Quicksand
2025
There it lies, timeless quicksand, ancient and devious, disguised and poised to devour, terrible quicksand that swallows empires, dreams and innocent explorers alike.
There it is, savage, silent quicksand mushrooming across parts America’s parched Southwest and now capturing the concern of our National Park Service.
Quicksand so vast it now engulfs long stretches of the drought battered shoreline in the Glen Canyon National Recreation Area, which spawls across more than a million acres in Arizona and Utah.
“It can appear dry and firm on the surface,” the National Park Service tells us. “But may suddenly give way. Recognize unstable, shifting or unusually soft ground, and use caution when entering through those areas.”

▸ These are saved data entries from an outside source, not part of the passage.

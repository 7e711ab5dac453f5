//! Output formatting for solver results

use dp_solver::StrategyOutcome;

/// Format one strategy's labeled result line
pub fn strategy_line(outcome: &StrategyOutcome) -> String {
    match &outcome.result {
        Ok(result) => format!("{}: {}", outcome.label, result.answer),
        Err(e) => format!("{}: Error - {}", outcome.label, e),
    }
}

/// Format the indices of the items an optimal packing uses
pub fn selection_line(selected: &[usize]) -> String {
    format!("Selected items: {:?}", selected)
}

/// Format the subset-sum verdict
pub fn subset_sum_line(target: u64, exists: bool) -> String {
    format!("Subset sum {} exists: {}", target, exists)
}

/// Print successful strategy lines to stdout and failed ones to stderr
pub fn print_outcomes(outcomes: &[StrategyOutcome]) {
    for outcome in outcomes {
        if outcome.result.is_ok() {
            println!("{}", strategy_line(outcome));
        } else {
            eprintln!("{}", strategy_line(outcome));
        }
    }
}
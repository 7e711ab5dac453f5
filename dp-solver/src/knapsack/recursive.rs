//! Naive recursive 0/1 knapsack.

use tracing::debug;

use crate::error::DpError;
use crate::items::ItemSet;

/// Maximum profit from the first `count` items within `capacity`, by plain recursion.
///
/// Each call either skips the last item under consideration or, when it fits,
/// takes the better of skipping it and including it. Nothing is cached, so
/// overlapping subproblems are solved again and again: exponential time in the
/// worst case.
///
/// # Returns
/// * `Ok(u64)` - The maximum achievable profit
/// * `Err(DpError::ItemCountOutOfRange)` - `count` exceeds the number of items
/// * `Err(DpError::ProfitOverflow)` - the considered profits do not sum within `u64`
///
/// # Example
///
/// ```
/// use dp_solver::{ItemSet, knapsack_recursive};
///
/// let items = ItemSet::new(&[2, 4, 6, 7], &[12, 55, 8, 9]).unwrap();
/// assert_eq!(knapsack_recursive(&items, 7, 4).unwrap(), 67);
/// ```
pub fn knapsack_recursive(items: &ItemSet, capacity: usize, count: usize) -> Result<u64, DpError> {
    items.check_prefix(count)?;
    let best = solve(items, capacity, count);
    debug!(capacity, count, best, "recursive knapsack solved");
    Ok(best)
}

fn solve(items: &ItemSet, capacity: usize, n: usize) -> u64 {
    if capacity == 0 || n == 0 {
        return 0;
    }

    let weight = items.weight(n - 1);
    if weight > capacity {
        return solve(items, capacity, n - 1);
    }

    let included = items.profit(n - 1) + solve(items, capacity - weight, n - 1);
    let excluded = solve(items, capacity, n - 1);
    included.max(excluded)
}
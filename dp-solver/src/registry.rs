//! Ordered registry of knapsack strategies

use crate::error::{DpError, RegistrationError};
use crate::items::KnapsackProblem;
use crate::solver::{KnapsackSolver, KnapsackSolverExt, Memoized, Recursive, SolveResult, Tabulated};

/// Type-erased entry point of a registered strategy
pub type SolveFn = fn(&KnapsackProblem) -> Result<SolveResult, DpError>;

#[derive(Clone, Copy)]
struct StrategyEntry {
    label: &'static str,
    solve: SolveFn,
}

impl StrategyEntry {
    fn of<S: KnapsackSolver>() -> Self {
        Self {
            label: S::LABEL,
            solve: S::solve_timed,
        }
    }
}

/// Outcome of one strategy inside [`SolverRegistry::solve_all`]
#[derive(Debug, Clone)]
pub struct StrategyOutcome {
    pub label: &'static str,
    pub result: Result<SolveResult, DpError>,
}

/// Builder for constructing a SolverRegistry with fluent API
///
/// Strategies keep the order they were registered in. Registering two
/// strategies with the same label is rejected.
///
/// # Example
///
/// ```
/// use dp_solver::{Memoized, Recursive, RegistryBuilder};
///
/// let registry = RegistryBuilder::new()
///     .register::<Recursive>()
///     .unwrap()
///     .register::<Memoized>()
///     .unwrap()
///     .build();
/// assert_eq!(registry.labels(), vec!["Recursive solution", "Memoized solution"]);
/// ```
#[derive(Default)]
pub struct RegistryBuilder {
    entries: Vec<StrategyEntry>,
}

impl RegistryBuilder {
    /// Create a new empty registry builder
    pub fn new() -> Self {
        Self::default()
    }

    /// Register strategy `S` after the ones already registered
    ///
    /// # Returns
    /// * `Ok(Self)` - Builder with the strategy registered, ready for chaining
    /// * `Err(RegistrationError)` - A strategy with the same label already exists
    pub fn register<S: KnapsackSolver>(mut self) -> Result<Self, RegistrationError> {
        if self.entries.iter().any(|entry| entry.label == S::LABEL) {
            return Err(RegistrationError::Duplicate(S::LABEL));
        }
        self.entries.push(StrategyEntry::of::<S>());
        Ok(self)
    }

    /// Build the immutable registry
    pub fn build(self) -> SolverRegistry {
        SolverRegistry {
            entries: self.entries,
        }
    }
}

/// Immutable, ordered set of knapsack strategies
pub struct SolverRegistry {
    entries: Vec<StrategyEntry>,
}

impl SolverRegistry {
    /// Recursive, memoized and tabulated strategies, in that order
    pub fn with_default_strategies() -> Self {
        Self {
            entries: vec![
                StrategyEntry::of::<Recursive>(),
                StrategyEntry::of::<Memoized>(),
                StrategyEntry::of::<Tabulated>(),
            ],
        }
    }

    /// Labels of the registered strategies, in registration order
    pub fn labels(&self) -> Vec<&'static str> {
        self.entries.iter().map(|entry| entry.label).collect()
    }

    /// Number of registered strategies
    pub fn len(&self) -> usize {
        self.entries.len()
    }

    /// Whether no strategy is registered
    pub fn is_empty(&self) -> bool {
        self.entries.is_empty()
    }

    /// Run every strategy once on `problem`, in registration order
    pub fn solve_all(&self, problem: &KnapsackProblem) -> Vec<StrategyOutcome> {
        self.entries
            .iter()
            .map(|entry| StrategyOutcome {
                label: entry.label,
                result: (entry.solve)(problem),
            })
            .collect()
    }

    /// The answer every strategy agreed on
    ///
    /// # Returns
    /// * `Ok(u64)` - All outcomes succeeded with the same answer
    /// * `Err(DpError)` - The first failure, or [`DpError::Disagreement`] when
    ///   answers differ or there were no outcomes
    pub fn agreed_answer(outcomes: &[StrategyOutcome]) -> Result<u64, DpError> {
        let answers = outcomes
            .iter()
            .map(|outcome| outcome.result.as_ref().map(|r| (outcome.label, r.answer)))
            .collect::<Result<Vec<_>, _>>()
            .map_err(Clone::clone)?;

        let Some(&(_, first)) = answers.first() else {
            return Err(DpError::Disagreement("no strategies ran".to_string()));
        };
        if answers.iter().all(|&(_, answer)| answer == first) {
            return Ok(first);
        }

        let summary = answers
            .iter()
            .map(|(label, answer)| format!("{label}={answer}"))
            .collect::<Vec<_>>()
            .join(", ");
        Err(DpError::Disagreement(summary))
    }
}
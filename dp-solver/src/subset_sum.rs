//! Subset-sum existence by naive recursion.

use tracing::debug;

use crate::error::DpError;
use crate::items::check_count;

/// Whether some subset of the first `count` values sums exactly to `target`.
///
/// Each value is used at most once. The empty subset makes a zero target
/// always reachable. The search excludes the last value first and only tries
/// including it when that fails. No memoization: exponential in the worst case.
///
/// # Returns
/// * `Ok(bool)` - Whether a matching subset exists
/// * `Err(DpError::ItemCountOutOfRange)` - `count` exceeds `values.len()`
///
/// # Example
///
/// ```
/// use dp_solver::subset_sum_exists;
///
/// assert!(subset_sum_exists(&[3, 4, 5, 6], 4, 15).unwrap());
/// assert!(!subset_sum_exists(&[3, 4, 5, 6], 4, 1).unwrap());
/// ```
pub fn subset_sum_exists(values: &[u64], count: usize, target: u64) -> Result<bool, DpError> {
    check_count(count, values.len())?;
    let found = search(values, count, target);
    debug!(count, target, found, "subset sum searched");
    Ok(found)
}

fn search(values: &[u64], n: usize, target: u64) -> bool {
    if target == 0 {
        return true;
    }
    if n == 0 {
        return false;
    }

    let last = values[n - 1];
    if last > target {
        return search(values, n - 1, target);
    }
    search(values, n - 1, target) || search(values, n - 1, target - last)
}
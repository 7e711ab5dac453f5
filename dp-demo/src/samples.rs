//! Hardcoded example inputs

/// Item weights for the knapsack example
pub const WEIGHTS: [usize; 4] = [2, 4, 6, 7];
/// Item profits, parallel to [`WEIGHTS`]
pub const PROFITS: [u64; 4] = [12, 55, 8, 9];
/// Knapsack capacity
pub const CAPACITY: usize = 7;

/// Values for the subset-sum example
pub const SUBSET_VALUES: [u64; 4] = [3, 4, 5, 6];
/// Target sum for the subset-sum example
pub const SUBSET_TARGET: u64 = 15;
//! Memoization cache for dynamic programming recurrences
//!
//! A recurrence is described by a [`DpProblem`]: the states each state depends
//! on, and how their values combine. [`DpCache`] resolves the dependency graph
//! lazily and stores each result in a [`Backend`] so that it is computed once.
//!
//! # Backend Types
//!
//! - [`Vec2DBackend`]: runtime-sized 2D grid for `(row, col)` states, empty
//!   cells are `None`
//! - [`HashMapBackend`]: grows on demand, any `Hash + Eq` state type
//! - `&mut B` for any backend `B`: lets the caller own the storage
//!
//! # Warning: Cycle Behavior
//!
//! **The cache does NOT detect cycles.** Dependencies must form a DAG.
//!
//! # Example
//!
//! ```rust
//! use dp_solver::cache::{DpCache, DpProblem, Vec2DBackend};
//!
//! /// Binomial coefficients via Pascal's rule.
//! struct Binomial;
//!
//! impl DpProblem<(usize, usize), u64> for Binomial {
//!     fn deps(&self, &(n, k): &(usize, usize)) -> Vec<(usize, usize)> {
//!         if k == 0 || k == n { vec![] } else { vec![(n - 1, k - 1), (n - 1, k)] }
//!     }
//!     fn compute(&self, _state: &(usize, usize), deps: Vec<u64>) -> u64 {
//!         if deps.is_empty() { 1 } else { deps[0] + deps[1] }
//!     }
//! }
//!
//! let mut table = Vec2DBackend::new(11, 11);
//! let cache = DpCache::with_problem(&mut table, Binomial);
//! assert_eq!(cache.get(&(10, 5)).unwrap(), 252);
//! drop(cache);
//! assert_eq!(table.cell(9, 4), Some(&126));
//! ```

mod backend;
mod cache;
mod problem;

pub use backend::{Backend, HashMapBackend, Vec2DBackend};
pub use cache::DpCache;
pub use problem::DpProblem;

#[cfg(test)]
mod tests;
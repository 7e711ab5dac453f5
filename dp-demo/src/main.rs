//! Demo runner - solves the bundled knapsack and subset-sum examples

mod error;
mod output;
mod samples;

use dp_solver::{
    DpTable, ItemSet, KnapsackProblem, Memoized, Recursive, RegistryBuilder, SolverRegistry,
    StrategyOutcome, Tabulated, subset_sum_exists,
};
use error::CliError;
use tracing_subscriber::filter::LevelFilter;

fn main() {
    tracing_subscriber::fmt()
        .with_max_level(LevelFilter::WARN)
        .with_target(false)
        .with_writer(std::io::stderr)
        .init();

    if let Err(e) = run() {
        eprintln!("Error: {}", e);
        std::process::exit(1);
    }
}

fn run() -> Result<(), CliError> {
    let items = ItemSet::new(&samples::WEIGHTS, &samples::PROFITS)?;
    let problem = KnapsackProblem::new(items, samples::CAPACITY, samples::WEIGHTS.len())?;

    let registry = build_registry()?;
    let outcomes = registry.solve_all(&problem);
    report_strategies(&outcomes)?;

    let table = DpTable::build(problem.items(), problem.capacity(), problem.count())?;
    println!("{}", output::selection_line(&table.selected_items()));

    let exists = subset_sum_exists(
        &samples::SUBSET_VALUES,
        samples::SUBSET_VALUES.len(),
        samples::SUBSET_TARGET,
    )?;
    println!("{}", output::subset_sum_line(samples::SUBSET_TARGET, exists));

    Ok(())
}

/// Register the strategies in the order their lines are printed
fn build_registry() -> Result<SolverRegistry, CliError> {
    Ok(RegistryBuilder::new()
        .register::<Recursive>()?
        .register::<Memoized>()?
        .register::<Tabulated>()?
        .build())
}

/// Print each strategy's line and return the answer they all agree on
///
/// A failed strategy or a disagreement between strategies is an error.
fn report_strategies(outcomes: &[StrategyOutcome]) -> Result<u64, CliError> {
    output::print_outcomes(outcomes);
    Ok(SolverRegistry::agreed_answer(outcomes)?)
}
//! 0/1 knapsack, three ways
//!
//! All three functions implement the same recurrence over the first `n` items
//! and a remaining capacity `c`:
//!
//! ```text
//! best(0, c) = best(n, 0) = 0
//! best(n, c) = best(n-1, c)                                        if w[n-1] > c
//! best(n, c) = max(p[n-1] + best(n-1, c - w[n-1]), best(n-1, c))   otherwise
//! ```
//!
//! The `c == 0` base case wins over the item rule, so a zero-weight item is
//! only collected while some capacity is left: weights `[0, 2, 4]`, profits
//! `[1, 1, 1]` and capacity 6 give 2, not 3. All three functions agree on this.
//!
//! - [`knapsack_recursive`]: direct recursion, exponential
//! - [`knapsack_memoized`]: recursion through a [`DpCache`](crate::cache::DpCache)
//!   backed by a caller-owned [`MemoTable`]
//! - [`knapsack_tabulated`]: iterative fill of a [`DpTable`]

mod memoized;
mod recursive;
mod tabulated;

pub use memoized::{KnapsackRecurrence, MemoTable, knapsack_memoized};
pub use recursive::knapsack_recursive;
pub use tabulated::{DpTable, knapsack_tabulated};
//! Top-down memoized 0/1 knapsack.

use tracing::debug;

use crate::cache::{DpCache, DpProblem, Vec2DBackend};
use crate::error::DpError;
use crate::items::ItemSet;

/// Memo table for [`knapsack_memoized`].
///
/// Cell `(n, c)` holds the best profit from the first `n` items with capacity
/// `c`, or `None` while that state is unsolved.
pub type MemoTable = Vec2DBackend<u64>;

impl MemoTable {
    /// An empty table large enough for `count` items and `capacity`.
    pub fn for_problem(count: usize, capacity: usize) -> Self {
        Self::new(count + 1, capacity + 1)
    }
}

/// The knapsack recurrence over `(items remaining, remaining capacity)` states.
pub struct KnapsackRecurrence<'a> {
    items: &'a ItemSet,
}

impl<'a> KnapsackRecurrence<'a> {
    pub fn new(items: &'a ItemSet) -> Self {
        Self { items }
    }
}

impl DpProblem<(usize, usize), u64> for KnapsackRecurrence<'_> {
    fn deps(&self, &(n, capacity): &(usize, usize)) -> Vec<(usize, usize)> {
        if n == 0 || capacity == 0 {
            return vec![];
        }
        let weight = self.items.weight(n - 1);
        if weight > capacity {
            vec![(n - 1, capacity)]
        } else {
            vec![(n - 1, capacity - weight), (n - 1, capacity)]
        }
    }

    fn compute(&self, &(n, capacity): &(usize, usize), deps: Vec<u64>) -> u64 {
        if n == 0 || capacity == 0 {
            return 0;
        }
        if self.items.weight(n - 1) > capacity {
            deps[0]
        } else {
            (self.items.profit(n - 1) + deps[0]).max(deps[1])
        }
    }
}

/// Maximum profit from the first `count` items within `capacity`, memoized top-down.
///
/// Same recurrence as [`knapsack_recursive`](crate::knapsack_recursive), but
/// every solved `(n, c)` state is written to `memo` and reused, so each state
/// is computed at most once: O(count · capacity).
///
/// `memo` belongs to the caller and should start empty for a new instance;
/// after the call it holds every state the recursion visited.
///
/// # Returns
/// * `Ok(u64)` - The maximum achievable profit
/// * `Err(DpError::ItemCountOutOfRange)` - `count` exceeds the number of items
/// * `Err(DpError::ProfitOverflow)` - the considered profits do not sum within `u64`
/// * `Err(DpError::MemoTooSmall)` - `memo` is smaller than `(count + 1) x (capacity + 1)`
///
/// # Example
///
/// ```
/// use dp_solver::{ItemSet, MemoTable, knapsack_memoized};
///
/// let items = ItemSet::new(&[2, 4, 6, 7], &[12, 55, 8, 9]).unwrap();
/// let mut memo = MemoTable::for_problem(4, 7);
/// assert_eq!(knapsack_memoized(&items, 7, 4, &mut memo).unwrap(), 67);
/// assert_eq!(memo.cell(4, 7), Some(&67));
/// ```
pub fn knapsack_memoized(
    items: &ItemSet,
    capacity: usize,
    count: usize,
    memo: &mut MemoTable,
) -> Result<u64, DpError> {
    items.check_prefix(count)?;
    if memo.rows() <= count || memo.cols() <= capacity {
        return Err(DpError::MemoTooSmall {
            rows: memo.rows(),
            cols: memo.cols(),
            needed_rows: count + 1,
            needed_cols: capacity + 1,
        });
    }

    let cache = DpCache::with_problem(&mut *memo, KnapsackRecurrence::new(items));
    let best = cache.get(&(count, capacity))?;
    drop(cache);

    debug!(
        capacity,
        count,
        best,
        states = memo.populated_count(),
        "memoized knapsack solved"
    );
    Ok(best)
}

#[cfg(test)]
mod tests {
    use super::*;
    use crate::knapsack::knapsack_recursive;

    fn sample() -> ItemSet {
        ItemSet::new(&[2, 4, 6, 7], &[12, 55, 8, 9]).unwrap()
    }

    #[test]
    fn test_sample_instance() {
        let mut memo = MemoTable::for_problem(4, 7);
        assert_eq!(knapsack_memoized(&sample(), 7, 4, &mut memo).unwrap(), 67);
        assert_eq!(memo.cell(4, 7), Some(&67));
    }

    #[test]
    fn test_base_cases() {
        let mut memo = MemoTable::for_problem(4, 0);
        assert_eq!(knapsack_memoized(&sample(), 0, 4, &mut memo).unwrap(), 0);

        let mut memo = MemoTable::for_problem(0, 9);
        assert_eq!(knapsack_memoized(&sample(), 9, 0, &mut memo).unwrap(), 0);
    }

    #[test]
    fn test_oversized_memo_is_fine() {
        let mut memo = MemoTable::new(10, 20);
        assert_eq!(knapsack_memoized(&sample(), 7, 4, &mut memo).unwrap(), 67);
    }

    #[test]
    fn test_memo_too_small() {
        let mut memo = MemoTable::new(5, 7);
        assert_eq!(
            knapsack_memoized(&sample(), 7, 4, &mut memo),
            Err(DpError::MemoTooSmall {
                rows: 5,
                cols: 7,
                needed_rows: 5,
                needed_cols: 8
            })
        );
        assert_eq!(memo.populated_count(), 0);
    }

    #[test]
    fn test_zero_weight_item_not_taken_at_zero_capacity() {
        let items = ItemSet::new(&[0, 2, 4], &[1, 1, 1]).unwrap();
        let mut memo = MemoTable::for_problem(3, 6);
        assert_eq!(knapsack_memoized(&items, 6, 3, &mut memo).unwrap(), 2);
    }

    #[test]
    fn test_profit_overflow_rejected() {
        let items = ItemSet::from_pairs([(1, u64::MAX), (1, 1)]);
        let mut memo = MemoTable::for_problem(2, 2);
        assert_eq!(
            knapsack_memoized(&items, 2, 2, &mut memo),
            Err(DpError::ProfitOverflow { count: 2 })
        );
        assert_eq!(memo.populated_count(), 0);
    }

    #[test]
    fn test_count_past_end() {
        let mut memo = MemoTable::for_problem(5, 7);
        assert_eq!(
            knapsack_memoized(&sample(), 7, 5, &mut memo),
            Err(DpError::ItemCountOutOfRange { count: 5, len: 4 })
        );
    }

    #[test]
    fn test_reused_memo_answers_sub_instances() {
        let items = sample();
        let mut memo = MemoTable::for_problem(4, 7);
        knapsack_memoized(&items, 7, 4, &mut memo).unwrap();

        // (3, 7) was visited on the way and stays valid for the same items
        let cached = memo.cell(3, 7).copied();
        assert_eq!(cached, Some(knapsack_recursive(&items, 7, 3).unwrap()));
        assert_eq!(knapsack_memoized(&items, 7, 3, &mut memo).unwrap(), 12 + 55);
    }

    #[test]
    fn test_only_reachable_states_are_filled() {
        let mut memo = MemoTable::for_problem(4, 7);
        knapsack_memoized(&sample(), 7, 4, &mut memo).unwrap();

        // Item 3 (weight 7) fits: states (3, 0) and (3, 7) are reachable, (3, 3) is not
        assert_eq!(memo.cell(3, 0), Some(&0));
        assert!(memo.cell(3, 7).is_some());
        assert_eq!(memo.cell(3, 3), None);
    }
}
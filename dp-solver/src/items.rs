//! Validated problem inputs

use crate::error::DpError;

/// An ordered set of knapsack items.
///
/// Each item has an integer weight and an integer profit. Items are indexed
/// `0..len()` in the order they were supplied and never change afterwards.
///
/// # Example
///
/// ```
/// use dp_solver::ItemSet;
///
/// let items = ItemSet::new(&[2, 4], &[12, 55]).unwrap();
/// assert_eq!(items.len(), 2);
/// assert_eq!(items.weight(1), 4);
/// assert_eq!(items.profit(0), 12);
/// ```
#[derive(Debug, Clone, PartialEq, Eq, Default)]
pub struct ItemSet {
    weights: Vec<usize>,
    profits: Vec<u64>,
}

impl ItemSet {
    /// Builds an item set from parallel weight and profit slices.
    ///
    /// # Returns
    /// * `Ok(ItemSet)` - Both slices had the same length
    /// * `Err(DpError::LengthMismatch)` - The slices differ in length
    pub fn new(weights: &[usize], profits: &[u64]) -> Result<Self, DpError> {
        if weights.len() != profits.len() {
            return Err(DpError::LengthMismatch {
                weights: weights.len(),
                profits: profits.len(),
            });
        }
        Ok(Self {
            weights: weights.to_vec(),
            profits: profits.to_vec(),
        })
    }

    /// Builds an item set from `(weight, profit)` pairs.
    pub fn from_pairs<T>(pairs: T) -> Self
    where
        T: IntoIterator<Item = (usize, u64)>,
    {
        let (weights, profits) = pairs.into_iter().unzip();
        Self { weights, profits }
    }

    /// Number of items in the set.
    pub fn len(&self) -> usize {
        self.weights.len()
    }

    /// Whether the set holds no items.
    pub fn is_empty(&self) -> bool {
        self.weights.is_empty()
    }

    /// Weight of item `index`.
    ///
    /// # Panics
    ///
    /// Panics if `index >= len()`.
    #[inline]
    pub fn weight(&self, index: usize) -> usize {
        self.weights[index]
    }

    /// Profit of item `index`.
    ///
    /// # Panics
    ///
    /// Panics if `index >= len()`.
    #[inline]
    pub fn profit(&self, index: usize) -> u64 {
        self.profits[index]
    }

    /// All weights, in item order.
    pub fn weights(&self) -> &[usize] {
        &self.weights
    }

    /// All profits, in item order.
    pub fn profits(&self) -> &[u64] {
        &self.profits
    }

    /// Checks that the first `count` items exist.
    pub fn check_count(&self, count: usize) -> Result<(), DpError> {
        check_count(count, self.len())
    }

    /// Checks that the first `count` items exist and that their profits sum
    /// without overflow.
    ///
    /// Any packing's profit is bounded by that sum, so solvers that pass this
    /// check can add profits freely.
    pub fn check_prefix(&self, count: usize) -> Result<(), DpError> {
        self.check_count(count)?;
        self.profits[..count]
            .iter()
            .try_fold(0u64, |total, &profit| total.checked_add(profit))
            .map(|_| ())
            .ok_or(DpError::ProfitOverflow { count })
    }
}

pub(crate) fn check_count(count: usize, len: usize) -> Result<(), DpError> {
    if count > len {
        Err(DpError::ItemCountOutOfRange { count, len })
    } else {
        Ok(())
    }
}

/// A complete knapsack instance: items, capacity and how many items to consider.
#[derive(Debug, Clone, PartialEq, Eq)]
pub struct KnapsackProblem {
    items: ItemSet,
    capacity: usize,
    count: usize,
}

impl KnapsackProblem {
    /// Creates a problem over the first `count` items of `items`.
    ///
    /// Fails with [`DpError::ItemCountOutOfRange`] when `count > items.len()`.
    pub fn new(items: ItemSet, capacity: usize, count: usize) -> Result<Self, DpError> {
        items.check_count(count)?;
        Ok(Self {
            items,
            capacity,
            count,
        })
    }

    /// Creates a problem over every item of `items`.
    pub fn with_all_items(items: ItemSet, capacity: usize) -> Self {
        let count = items.len();
        Self {
            items,
            capacity,
            count,
        }
    }

    pub fn items(&self) -> &ItemSet {
        &self.items
    }

    pub fn capacity(&self) -> usize {
        self.capacity
    }

    /// How many leading items the problem considers.
    pub fn count(&self) -> usize {
        self.count
    }
}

There’s already been trouble. Quicksand has trapped a hiker at Arches National Park in Utah.
As we move toward spring, our days of drought drag on. Up in Colorado, snowpack levels which nourish the Colorado River are 61% below normal.
And as we look to our leaders for solutions, we see confrontation, not compromise.
The Upper Basin states, Colorado, Utah, New Mexico and Wyoming can’t agree with the Lower Basin states of Arizona, California and Nevada on how to share reductions in Colorado River system water allocations.
Federally imposed deadlines have been missed. None of us know what will happen next.
Leadership, foresight and the courage to make tough decisions turn out to be as scarce as the water itself.
They’ve all been swallowed by quicksand.